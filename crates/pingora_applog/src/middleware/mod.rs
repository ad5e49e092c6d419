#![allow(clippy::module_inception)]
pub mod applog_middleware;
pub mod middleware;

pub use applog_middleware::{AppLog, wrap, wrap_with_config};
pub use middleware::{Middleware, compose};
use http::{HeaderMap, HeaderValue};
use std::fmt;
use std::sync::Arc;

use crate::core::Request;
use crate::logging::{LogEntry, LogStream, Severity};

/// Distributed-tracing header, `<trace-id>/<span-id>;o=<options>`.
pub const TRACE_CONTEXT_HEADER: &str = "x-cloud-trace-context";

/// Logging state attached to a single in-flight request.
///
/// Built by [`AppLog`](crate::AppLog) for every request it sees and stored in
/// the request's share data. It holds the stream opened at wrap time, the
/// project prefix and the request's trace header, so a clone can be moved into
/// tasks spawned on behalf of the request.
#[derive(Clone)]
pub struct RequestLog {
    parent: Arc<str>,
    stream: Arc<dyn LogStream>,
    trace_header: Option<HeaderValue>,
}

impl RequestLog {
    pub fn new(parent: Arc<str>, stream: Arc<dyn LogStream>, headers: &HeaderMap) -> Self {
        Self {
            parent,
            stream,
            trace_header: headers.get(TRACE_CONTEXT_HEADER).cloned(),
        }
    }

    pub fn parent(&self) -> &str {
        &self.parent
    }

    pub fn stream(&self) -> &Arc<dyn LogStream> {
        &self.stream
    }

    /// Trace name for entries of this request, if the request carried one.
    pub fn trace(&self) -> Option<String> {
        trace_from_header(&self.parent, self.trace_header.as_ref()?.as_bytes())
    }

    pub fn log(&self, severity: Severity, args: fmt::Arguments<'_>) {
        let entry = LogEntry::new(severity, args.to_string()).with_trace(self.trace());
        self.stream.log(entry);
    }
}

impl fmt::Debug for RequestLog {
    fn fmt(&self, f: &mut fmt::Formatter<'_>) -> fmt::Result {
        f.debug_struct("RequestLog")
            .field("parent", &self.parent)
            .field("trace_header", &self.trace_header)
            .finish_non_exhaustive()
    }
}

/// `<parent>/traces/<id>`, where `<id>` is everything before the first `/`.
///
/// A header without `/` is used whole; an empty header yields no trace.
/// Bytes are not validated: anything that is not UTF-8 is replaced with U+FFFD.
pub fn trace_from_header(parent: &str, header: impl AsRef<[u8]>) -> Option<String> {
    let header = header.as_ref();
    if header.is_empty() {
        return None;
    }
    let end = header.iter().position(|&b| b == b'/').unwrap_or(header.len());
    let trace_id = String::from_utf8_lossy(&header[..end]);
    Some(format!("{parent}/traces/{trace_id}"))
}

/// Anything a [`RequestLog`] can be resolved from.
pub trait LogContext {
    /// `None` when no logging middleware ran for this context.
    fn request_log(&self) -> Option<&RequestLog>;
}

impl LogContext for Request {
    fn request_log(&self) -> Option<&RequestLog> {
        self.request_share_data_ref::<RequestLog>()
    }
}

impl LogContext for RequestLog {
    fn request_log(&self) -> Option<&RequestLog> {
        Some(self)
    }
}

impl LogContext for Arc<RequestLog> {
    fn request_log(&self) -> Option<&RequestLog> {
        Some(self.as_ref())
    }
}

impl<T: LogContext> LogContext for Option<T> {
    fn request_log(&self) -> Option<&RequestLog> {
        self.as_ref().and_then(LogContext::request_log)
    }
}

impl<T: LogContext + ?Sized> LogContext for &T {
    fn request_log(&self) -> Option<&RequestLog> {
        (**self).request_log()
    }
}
...
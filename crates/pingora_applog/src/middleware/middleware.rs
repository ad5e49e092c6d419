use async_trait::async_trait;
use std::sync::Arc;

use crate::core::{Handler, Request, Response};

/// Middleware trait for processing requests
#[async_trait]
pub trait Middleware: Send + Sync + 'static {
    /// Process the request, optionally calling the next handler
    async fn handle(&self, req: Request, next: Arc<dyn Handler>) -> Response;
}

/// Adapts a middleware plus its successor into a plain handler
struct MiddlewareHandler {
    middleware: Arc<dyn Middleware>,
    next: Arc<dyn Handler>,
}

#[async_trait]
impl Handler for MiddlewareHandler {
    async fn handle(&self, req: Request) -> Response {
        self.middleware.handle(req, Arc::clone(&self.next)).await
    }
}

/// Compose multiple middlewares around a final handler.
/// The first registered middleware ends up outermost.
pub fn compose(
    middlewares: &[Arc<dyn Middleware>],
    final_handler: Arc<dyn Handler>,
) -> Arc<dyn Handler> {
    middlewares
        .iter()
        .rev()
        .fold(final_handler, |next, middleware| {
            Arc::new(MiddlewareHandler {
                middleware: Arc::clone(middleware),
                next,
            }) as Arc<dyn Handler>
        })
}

Goal of the exercise >>
Wherever the string "Response" appears in the records, copy the whole line.

Output below >>
use crate::core::{Handler, Request, Response};
    async fn handle(&self, req: Request, next: Arc<dyn Handler>) -> Response;
    async fn handle(&self, req: Request) -> Response {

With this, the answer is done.